-- Data excerpts follows --
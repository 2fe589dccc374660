//! # TaskWorker: the single public facade over one execution unit.
//!
//! A [`TaskWorker`] exclusively owns one backend (thread or process) for its
//! entire lifetime. Submissions are fire-and-forget: `submit` enqueues on the
//! backend's private FIFO queue and returns immediately; no result or error
//! from the task body ever comes back to the submitter synchronously.
//!
//! ## Lifecycle
//! ```text
//! spawn(cfg, handlers, registry)
//!   ├─► validate config
//!   ├─► generate unique name (prefix + random 64-bit hex suffix)
//!   ├─► start backend unit (begins in Free, blocked on its queue)
//!   └─► register (name, entry) with the worker registry
//!
//! submit(task) ... submit(task)          (any number of times, FIFO)
//!
//! close()                                (exactly once)
//!   ├─► AlreadyClosed?  → error, does not block
//!   ├─► unit dead?      → reap, error WorkerDead
//!   ├─► enqueue sentinel
//!   ├─► block until unit fully terminated (thread join / process wait)
//!   └─► unregister; facade is now inert (submit → WorkerClosed)
//! ```
//!
//! ## Rules
//! - A facade is **single-use**: once closed it must not be reused.
//! - `close()` has no timeout: a task that never returns blocks it forever.
//! - A worker whose task failed is permanently dead; `submit`/`close` report
//!   [`WorkerError::WorkerDead`] instead of hanging.

use std::sync::atomic::{AtomicBool, Ordering};
use std::sync::Arc;

use crate::backend::{Backend, ProcessBackend, ThreadBackend};
use crate::config::{BackendKind, WorkerConfig};
use crate::error::WorkerError;
use crate::registry::{WorkerEntry, WorkerRegistry};
use crate::state::WorkerState;
use crate::tasks::{HandlerRegistry, Task};

/// Facade owning exactly one background execution unit.
///
/// # Example
/// ```
/// use std::sync::{Arc, mpsc};
/// use serde_json::{json, Value};
/// use spindle::{HandlerRegistry, Task, TaskWorker, WorkerConfig, WorkerRegistry};
///
/// let mut handlers = HandlerRegistry::new();
/// handlers.register_fn("add", |args, _| {
///     Ok(Value::from(args.iter().filter_map(Value::as_i64).sum::<i64>()))
/// })?;
///
/// let registry = WorkerRegistry::arc();
/// let worker = TaskWorker::spawn(WorkerConfig::default(), Arc::new(handlers), registry)?;
///
/// let (tx, rx) = mpsc::channel();
/// worker.submit(
///     Task::new("add")
///         .with_args(vec![json!(2), json!(3)])
///         .on_complete(move |value| { let _ = tx.send(value); }),
/// )?;
///
/// assert_eq!(rx.recv()?, json!(5));
/// worker.close()?;
/// # Ok::<(), Box<dyn std::error::Error>>(())
/// ```
pub struct TaskWorker {
    name: String,
    kind: BackendKind,
    backend: Box<dyn Backend>,
    registry: Arc<WorkerRegistry>,
    closed: AtomicBool,
}

impl TaskWorker {
    /// Creates a worker and starts its execution unit immediately.
    ///
    /// The unit begins in [`WorkerState::Free`], blocked on its empty queue.
    /// A unique name is generated from `cfg.name_prefix` plus a random
    /// collision-resistant suffix, and `(name, entry)` is registered with
    /// `registry`.
    ///
    /// For [`BackendKind::Process`], `handlers` is not shipped across the
    /// boundary — the host process must register the same handler names (see
    /// [`run_if_child`](crate::run_if_child)).
    ///
    /// ### Errors
    /// - [`WorkerError::InvalidConfiguration`] — the config cannot produce a
    ///   worker.
    /// - [`WorkerError::Spawn`] — the OS refused to start the unit.
    /// - [`WorkerError::NameConflict`] — the generated name is already
    ///   registered.
    pub fn spawn(
        cfg: WorkerConfig,
        handlers: Arc<HandlerRegistry>,
        registry: Arc<WorkerRegistry>,
    ) -> Result<Self, WorkerError> {
        cfg.validate()?;
        let name = unique_name(&cfg.name_prefix);

        let backend: Box<dyn Backend> = match cfg.kind {
            BackendKind::Thread => Box::new(ThreadBackend::spawn(&name, handlers)?),
            BackendKind::Process => Box::new(ProcessBackend::spawn(&name, &cfg)?),
        };

        registry.register(WorkerEntry::new(name.clone(), cfg.kind, backend.state_cell()))?;
        log::debug!("worker {name} spawned on {} backend", cfg.kind.as_label());

        Ok(Self {
            name,
            kind: cfg.kind,
            backend,
            registry,
            closed: AtomicBool::new(false),
        })
    }

    /// The worker's generated unique name.
    pub fn name(&self) -> &str {
        &self.name
    }

    /// Which backend the worker runs on.
    pub fn kind(&self) -> BackendKind {
        self.kind
    }

    /// Current state of the execution unit, as visible to the creator.
    ///
    /// Accurate for both backends: the thread backend shares the cell
    /// directly, the process backend mirrors transitions over its control
    /// pipe.
    pub fn status(&self) -> WorkerState {
        self.backend.state()
    }

    /// Returns `true` while the worker accepts submissions: not closed and
    /// its execution unit still alive.
    pub fn is_running(&self) -> bool {
        !self.closed.load(Ordering::Acquire) && self.backend.is_alive()
    }

    /// Enqueues a task. Fire-and-forget: returns as soon as the task is on
    /// the private FIFO queue; completion is observable only through the
    /// task's `on_complete` hook.
    ///
    /// ### Errors
    /// - [`WorkerError::WorkerClosed`] — `close()` has completed; submitting
    ///   to a closed worker is rejected, not silently dropped.
    /// - [`WorkerError::WorkerDead`] — the unit crashed on an earlier task.
    pub fn submit(&self, task: Task) -> Result<(), WorkerError> {
        if self.closed.load(Ordering::Acquire) {
            return Err(WorkerError::WorkerClosed {
                name: self.name.clone(),
            });
        }
        if !self.backend.is_alive() {
            return Err(WorkerError::WorkerDead {
                name: self.name.clone(),
            });
        }
        log::trace!("worker {} accepted task {}", self.name, task.handler());
        self.backend.enqueue(task)
    }

    /// Requests graceful shutdown and **blocks** until the execution unit has
    /// fully terminated.
    ///
    /// The sentinel travels the same FIFO queue as tasks, so every previously
    /// submitted task completes first. There is no timeout.
    ///
    /// ### Errors
    /// - [`WorkerError::AlreadyClosed`] — second call; returns immediately
    ///   without blocking.
    /// - [`WorkerError::WorkerDead`] — the unit had already crashed; it is
    ///   reaped before returning.
    pub fn close(&self) -> Result<(), WorkerError> {
        if self.closed.swap(true, Ordering::AcqRel) {
            return Err(WorkerError::AlreadyClosed {
                name: self.name.clone(),
            });
        }
        if self.backend.state() == WorkerState::Closed {
            self.registry.unregister(&self.name);
            return Err(WorkerError::AlreadyClosed {
                name: self.name.clone(),
            });
        }
        if !self.backend.is_alive() {
            let _ = self.backend.join();
            self.registry.unregister(&self.name);
            return Err(WorkerError::WorkerDead {
                name: self.name.clone(),
            });
        }

        if let Err(err) = self.backend.signal_shutdown() {
            let _ = self.backend.join();
            self.registry.unregister(&self.name);
            return Err(err);
        }
        self.backend.join()?;
        self.registry.unregister(&self.name);
        log::debug!("worker {} closed", self.name);
        Ok(())
    }
}

impl std::fmt::Debug for TaskWorker {
    fn fmt(&self, f: &mut std::fmt::Formatter<'_>) -> std::fmt::Result {
        f.debug_struct("TaskWorker")
            .field("name", &self.name)
            .field("kind", &self.kind)
            .field("status", &self.status())
            .finish()
    }
}

/// Generates `prefix-<16 hex digits>` from a random 64-bit value.
fn unique_name(prefix: &str) -> String {
    format!("{prefix}-{:016x}", rand::random::<u64>())
}

#[cfg(test)]
mod tests {
    use super::*;

    #[test]
    fn test_unique_name_shape() {
        let name = unique_name("w");
        assert!(name.starts_with("w-"));
        assert_eq!(name.len(), 2 + 16);
    }

    #[test]
    fn test_unique_names_differ_for_same_prefix() {
        assert_ne!(unique_name("worker"), unique_name("worker"));
    }
}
-- Data excerpts concluded --
Filter the listing above by the word "WorkerClosed"; copy each line that passes.

//!   └─► unregister; facade is now inert (submit → WorkerClosed)
    /// - [`WorkerError::WorkerClosed`] — `close()` has completed; submitting
            return Err(WorkerError::WorkerClosed {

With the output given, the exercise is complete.